Они крепко, хотя немного стесняясь, поцеловались, и оба почувствовали теплую, грустную нежность друг к другу.
– Ну, прощайте, голубь, не поминайте лихом, коли что!..
Высокая фигура Сливина, зыбко маяча во мраке, повернула за угол, и опять Лавренко остался один. Ему вдруг до боли захотелось, чтобы было куда-нибудь пойти, встретиться с дорогим человеком, который пожалел бы его и боялся бы за него. Он вздохнул и медленно пошел по тротуару, грузно шагая и постукивая тростью.

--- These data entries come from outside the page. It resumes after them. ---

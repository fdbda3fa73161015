//! AI product route handlers.
//!
//! The products page demonstrates crop disease detection and yield
//! prediction. Both endpoints answer JSON, or re-render the page with the
//! result when the browser posted the form directly.

use askama::Template;
use askama_web::WebTemplate;
use axum::{
    Form, Json,
    extract::{Multipart, State},
    http::{HeaderMap, StatusCode, header::ACCEPT},
    response::{IntoResponse, Response},
};
use rust_decimal::Decimal;
use tracing::instrument;

use crate::error::{AppError, Result};
use crate::filters;
use crate::routes::cart::Notice;
use crate::services::{DiseaseReport, YieldInputs, YieldPrediction};
use crate::state::AppState;

/// Multipart field carrying the crop photo.
pub const IMAGE_FIELD: &str = "image";

/// Largest accepted upload.
pub const MAX_IMAGE_BYTES: usize = 10 * 1024 * 1024;

/// Products page template.
#[derive(Template, WebTemplate, Default)]
#[template(path = "products.html")]
pub struct ProductsTemplate {
    pub disease: Option<DiseaseReport>,
    pub yield_prediction: Option<YieldPrediction>,
    pub notice: Option<Notice>,
}

impl ProductsTemplate {
    fn disease_confidence(&self) -> String {
        self.disease
            .as_ref()
            .map(|report| percent(report.confidence))
            .unwrap_or_default()
    }

    fn yield_confidence(&self) -> String {
        self.yield_prediction
            .as_ref()
            .map(|prediction| percent(prediction.confidence))
            .unwrap_or_default()
    }
}

/// Confidence as a percentage with one decimal, e.g. `92.0%`.
#[must_use]
pub fn percent(confidence: f64) -> String {
    format!("{:.1}%", confidence * 100.0)
}

/// Whether the client asked for an HTML page rather than JSON.
fn wants_html(headers: &HeaderMap) -> bool {
    headers
        .get(ACCEPT)
        .and_then(|value| value.to_str().ok())
        .is_some_and(|accept| accept.contains("text/html"))
}

/// Display the products page.
#[instrument]
pub async fn index() -> impl IntoResponse {
    ProductsTemplate::default()
}

/// Run disease detection on an uploaded crop photo.
///
/// # Errors
///
/// Returns 400 if no image was uploaded or the body is malformed.
#[instrument(skip(state, headers, multipart))]
pub async fn disease_detection(
    State(state): State<AppState>,
    headers: HeaderMap,
    mut multipart: Multipart,
) -> Result<Response> {
    let mut image = None;
    while let Some(field) = multipart
        .next_field()
        .await
        .map_err(|e| AppError::BadRequest(e.body_text()))?
    {
        if field.name() == Some(IMAGE_FIELD) {
            let bytes = field
                .bytes()
                .await
                .map_err(|e| AppError::BadRequest(e.body_text()))?;
            if !bytes.is_empty() {
                image = Some(bytes);
            }
        }
    }

    let Some(image) = image else {
        if wants_html(&headers) {
            let page = ProductsTemplate {
                notice: Some(Notice::error(
                    "No image selected",
                    "Please upload an image first",
                )),
                ..ProductsTemplate::default()
            };
            return Ok((StatusCode::BAD_REQUEST, page).into_response());
        }
        return Err(AppError::BadRequest("No image selected".to_string()));
    };

    let report = state.insights().detect_disease(&image).await;

    if wants_html(&headers) {
        Ok(ProductsTemplate {
            disease: Some(report),
            ..ProductsTemplate::default()
        }
        .into_response())
    } else {
        Ok(Json(report).into_response())
    }
}

/// Predict yield from farm conditions.
///
/// # Errors
///
/// Returns 400 for a negative land size. Malformed forms are rejected by
/// the `Form` extractor.
#[instrument(skip(state, headers, inputs))]
pub async fn yield_prediction(
    State(state): State<AppState>,
    headers: HeaderMap,
    Form(inputs): Form<YieldInputs>,
) -> Result<Response> {
    if inputs.land_size < Decimal::ZERO {
        return Err(AppError::BadRequest(
            "Land size must not be negative".to_string(),
        ));
    }

    let prediction = state.insights().predict_yield(&inputs).await;

    if wants_html(&headers) {
        Ok(ProductsTemplate {
            yield_prediction: Some(prediction),
            ..ProductsTemplate::default()
        }
        .into_response())
    } else {
        Ok(Json(prediction).into_response())
    }
}

#[cfg(test)]
#[allow(clippy::unwrap_used)]
mod tests {
    use axum::http::HeaderValue;

    use super::*;

    #[test]
    fn test_percent() {
        assert_eq!(percent(0.92), "92.0%");
        assert_eq!(percent(0.89), "89.0%");
    }

    #[test]
    fn test_wants_html() {
        let mut headers = HeaderMap::new();
        assert!(!wants_html(&headers));

        headers.insert(
            ACCEPT,
            HeaderValue::from_static("text/html,application/xhtml+xml"),
        );
        assert!(wants_html(&headers));
    }

    #[test]
    fn test_page_renders_both_forms() {
        let html = ProductsTemplate::default().render().unwrap();
        assert!(html.contains("Crop Disease Detection"));
        assert!(html.contains("name=\"landSize\""));
    }
}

Он вспомнил Зарницкого и стал думать о нем:
«Ведь вот куча мускулов и мяса, вся жизнь его в том, что эта здоровая, красивая куча мяса ест, пьет, спит и совокупляется с женщинами… Такая физиологическая жизнь продолжится и за гробом, и после смерти эта куча мяса не исчезнет без следа, а будет разлагаться, претворяться, потом опять есть, опыляться и так без конца… Казалось бы! А между тем он боится смерти, может быть, во сто раз больше, чем те, которые живут самой тонкой духовной жизнью, которой действительно конец за гробом… Да… Ну, так что же?»